> **EXERCISE DETAILS**
Every entry, from the first to the last, should be written out exactly.

Stored items from a collection
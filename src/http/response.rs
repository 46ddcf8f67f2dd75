//! Response construction.
//!
//! # Responsibilities
//! - Carry a dispatch outcome (status, body, content kind)
//! - Add the permissive CORS headers every response carries
//! - Decide whether the connection survives the response
//!
//! # Design Decisions
//! - Only a 200 keeps the connection; any other status closes it, html or not
//! - Bodies are built in full before the headers are written

use axum::body::Body;
use axum::http::{header, HeaderValue, Response, StatusCode};

use crate::error::ExplorerError;
use crate::render::Rendered;

pub const CONTENT_TYPE_HTML: &str = "text/html";
pub const CONTENT_TYPE_JSON: &str = "application/json";

/// Outcome of dispatching one request.
#[derive(Debug, Clone)]
pub struct Reply {
    pub status: StatusCode,
    pub body: String,
    pub html: bool,
}

impl Reply {
    pub fn ok(rendered: Rendered) -> Self {
        Self {
            status: StatusCode::OK,
            body: rendered.body,
            html: rendered.html,
        }
    }

    pub fn not_found() -> Self {
        Self::empty(StatusCode::NOT_FOUND)
    }

    pub fn forbidden() -> Self {
        Self::empty(StatusCode::FORBIDDEN)
    }

    pub fn internal_error(e: &ExplorerError) -> Self {
        Self {
            status: StatusCode::INTERNAL_SERVER_ERROR,
            body: format!("Internal error: {}", e),
            html: false,
        }
    }

    fn empty(status: StatusCode) -> Self {
        Self {
            status,
            body: String::new(),
            html: false,
        }
    }

    pub fn keep_alive(&self) -> bool {
        self.status == StatusCode::OK
    }

    /// Build the wire response. Non-keep-alive replies carry
    /// `Connection: close`, so the transport shuts the stream after writing.
    pub fn into_response(self) -> Response<Body> {
        let keep_alive = self.keep_alive();
        let content_type = if self.html { CONTENT_TYPE_HTML } else { CONTENT_TYPE_JSON };

        let len = self.body.len();
        let mut response = Response::new(Body::from(self.body));
        *response.status_mut() = self.status;

        let headers = response.headers_mut();
        headers.insert(header::ACCESS_CONTROL_ALLOW_ORIGIN, HeaderValue::from_static("*"));
        headers.insert(header::ACCESS_CONTROL_ALLOW_HEADERS, HeaderValue::from_static("*"));
        headers.insert(header::CONTENT_TYPE, HeaderValue::from_static(content_type));
        headers.insert(header::CONTENT_LENGTH, HeaderValue::from(len));
        if !keep_alive {
            headers.insert(header::CONNECTION, HeaderValue::from_static("close"));
        }
        response
    }
}

#[cfg(test)]
mod tests {
    use super::*;

    #[test]
    fn ok_keeps_connection() {
        let reply = Reply::ok(Rendered {
            body: "<p>".into(),
            html: true,
        });
        assert!(reply.keep_alive());

        let res = reply.into_response();
        assert_eq!(res.status(), StatusCode::OK);
        assert_eq!(res.headers()[header::CONTENT_TYPE], "text/html");
        assert_eq!(res.headers()[header::ACCESS_CONTROL_ALLOW_ORIGIN], "*");
        assert_eq!(res.headers()[header::ACCESS_CONTROL_ALLOW_HEADERS], "*");
        assert_eq!(res.headers()[header::CONTENT_LENGTH], "3");
        assert!(res.headers().get(header::CONNECTION).is_none());
    }

    #[test]
    fn errors_close_connection() {
        for reply in [
            Reply::not_found(),
            Reply::forbidden(),
            Reply::internal_error(&ExplorerError::validation("id missing")),
        ] {
            assert!(!reply.keep_alive());
            let res = reply.into_response();
            assert_eq!(res.headers()[header::CONNECTION], "close");
            assert_eq!(res.headers()[header::CONTENT_TYPE], "application/json");
        }
    }

    #[test]
    fn internal_error_carries_message() {
        let reply = Reply::internal_error(&ExplorerError::RecursionLimit);
        assert_eq!(reply.status, StatusCode::INTERNAL_SERVER_ERROR);
        assert_eq!(reply.body, "Internal error: recursion too deep");
    }
}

> **OUTPUT OF THE EXERCISE**
filename src/http/response.rs
repository 46ddcf8f67f2dd75
//! Response construction.
//!
//! # Responsibilities
//! - Carry a dispatch outcome (status, body, content kind)
//! - Add the permissive CORS headers every response carries
//! - Decide whether the connection survives the response
//!
//! # Design Decisions
//! - Only a 200 keeps the connection; any other status closes it, html or not
//! - Bodies are built in full before the headers are written

use axum::body::Body;
use axum::http::{header, HeaderValue, Response, StatusCode};

use crate::error::ExplorerError;
use crate::render::Rendered;

pub const CONTENT_TYPE_HTML: &str = "text/html";
pub const CONTENT_TYPE_JSON: &str = "application/json";

/// Outcome of dispatching one request.
#[derive(Debug, Clone)]
pub struct Reply {
    pub status: StatusCode,
    pub body: String,
    pub html: bool,
}

impl Reply {
    pub fn ok(rendered: Rendered) -> Self {
        Self {
            status: StatusCode::OK,
            body: rendered.body,
            html: rendered.html,
        }
    }

    pub fn not_found() -> Self {
        Self::empty(StatusCode::NOT_FOUND)
    }

    pub fn forbidden() -> Self {
        Self::empty(StatusCode::FORBIDDEN)
    }

    pub fn internal_error(e: &ExplorerError) -> Self {
        Self {
            status: StatusCode::INTERNAL_SERVER_ERROR,
            body: format!("Internal error: {}", e),
            html: false,
        }
    }

    fn empty(status: StatusCode) -> Self {
        Self {
            status,
            body: String::new(),
            html: false,
        }
    }

    pub fn keep_alive(&self) -> bool {
        self.status == StatusCode::OK
    }

    /// Build the wire response. Non-keep-alive replies carry
    /// `Connection: close`, so the transport shuts the stream after writing.
    pub fn into_response(self) -> Response<Body> {
        let keep_alive = self.keep_alive();
        let content_type = if self.html { CONTENT_TYPE_HTML } else { CONTENT_TYPE_JSON };

        let len = self.body.len();
        let mut response = Response::new(Body::from(self.body));
        *response.status_mut() = self.status;

        let headers = response.headers_mut();
        headers.insert(header::ACCESS_CONTROL_ALLOW_ORIGIN, HeaderValue::from_static("*"));
        headers.insert(header::ACCESS_CONTROL_ALLOW_HEADERS, HeaderValue::from_static("*"));
        headers.insert(header::CONTENT_TYPE, HeaderValue::from_static(content_type));
        headers.insert(header::CONTENT_LENGTH, HeaderValue::from(len));
        if !keep_alive {
            headers.insert(header::CONNECTION, HeaderValue::from_static("close"));
        }
        response
    }
}

#[cfg(test)]
mod tests {
    use super::*;

    #[test]
    fn ok_keeps_connection() {
        let reply = Reply::ok(Rendered {
            body: "<p>".into(),
            html: true,
        });
        assert!(reply.keep_alive());

        let res = reply.into_response();
        assert_eq!(res.status(), StatusCode::OK);
        assert_eq!(res.headers()[header::CONTENT_TYPE], "text/html");
        assert_eq!(res.headers()[header::ACCESS_CONTROL_ALLOW_ORIGIN], "*");
        assert_eq!(res.headers()[header::ACCESS_CONTROL_ALLOW_HEADERS], "*");
        assert_eq!(res.headers()[header::CONTENT_LENGTH], "3");
        assert!(res.headers().get(header::CONNECTION).is_none());
    }

    #[test]
    fn errors_close_connection() {
        for reply in [
            Reply::not_found(),
            Reply::forbidden(),
            Reply::internal_error(&ExplorerError::validation("id missing")),
        ] {
            assert!(!reply.keep_alive());
            let res = reply.into_response();
            assert_eq!(res.headers()[header::CONNECTION], "close");
            assert_eq!(res.headers()[header::CONTENT_TYPE], "application/json");
        }
    }

    #[test]
    fn internal_error_carries_message() {
        let reply = Reply::internal_error(&ExplorerError::RecursionLimit);
        assert_eq!(reply.status, StatusCode::INTERNAL_SERVER_ERROR);
        assert_eq!(reply.body, "Internal error: recursion too deep");
    }
}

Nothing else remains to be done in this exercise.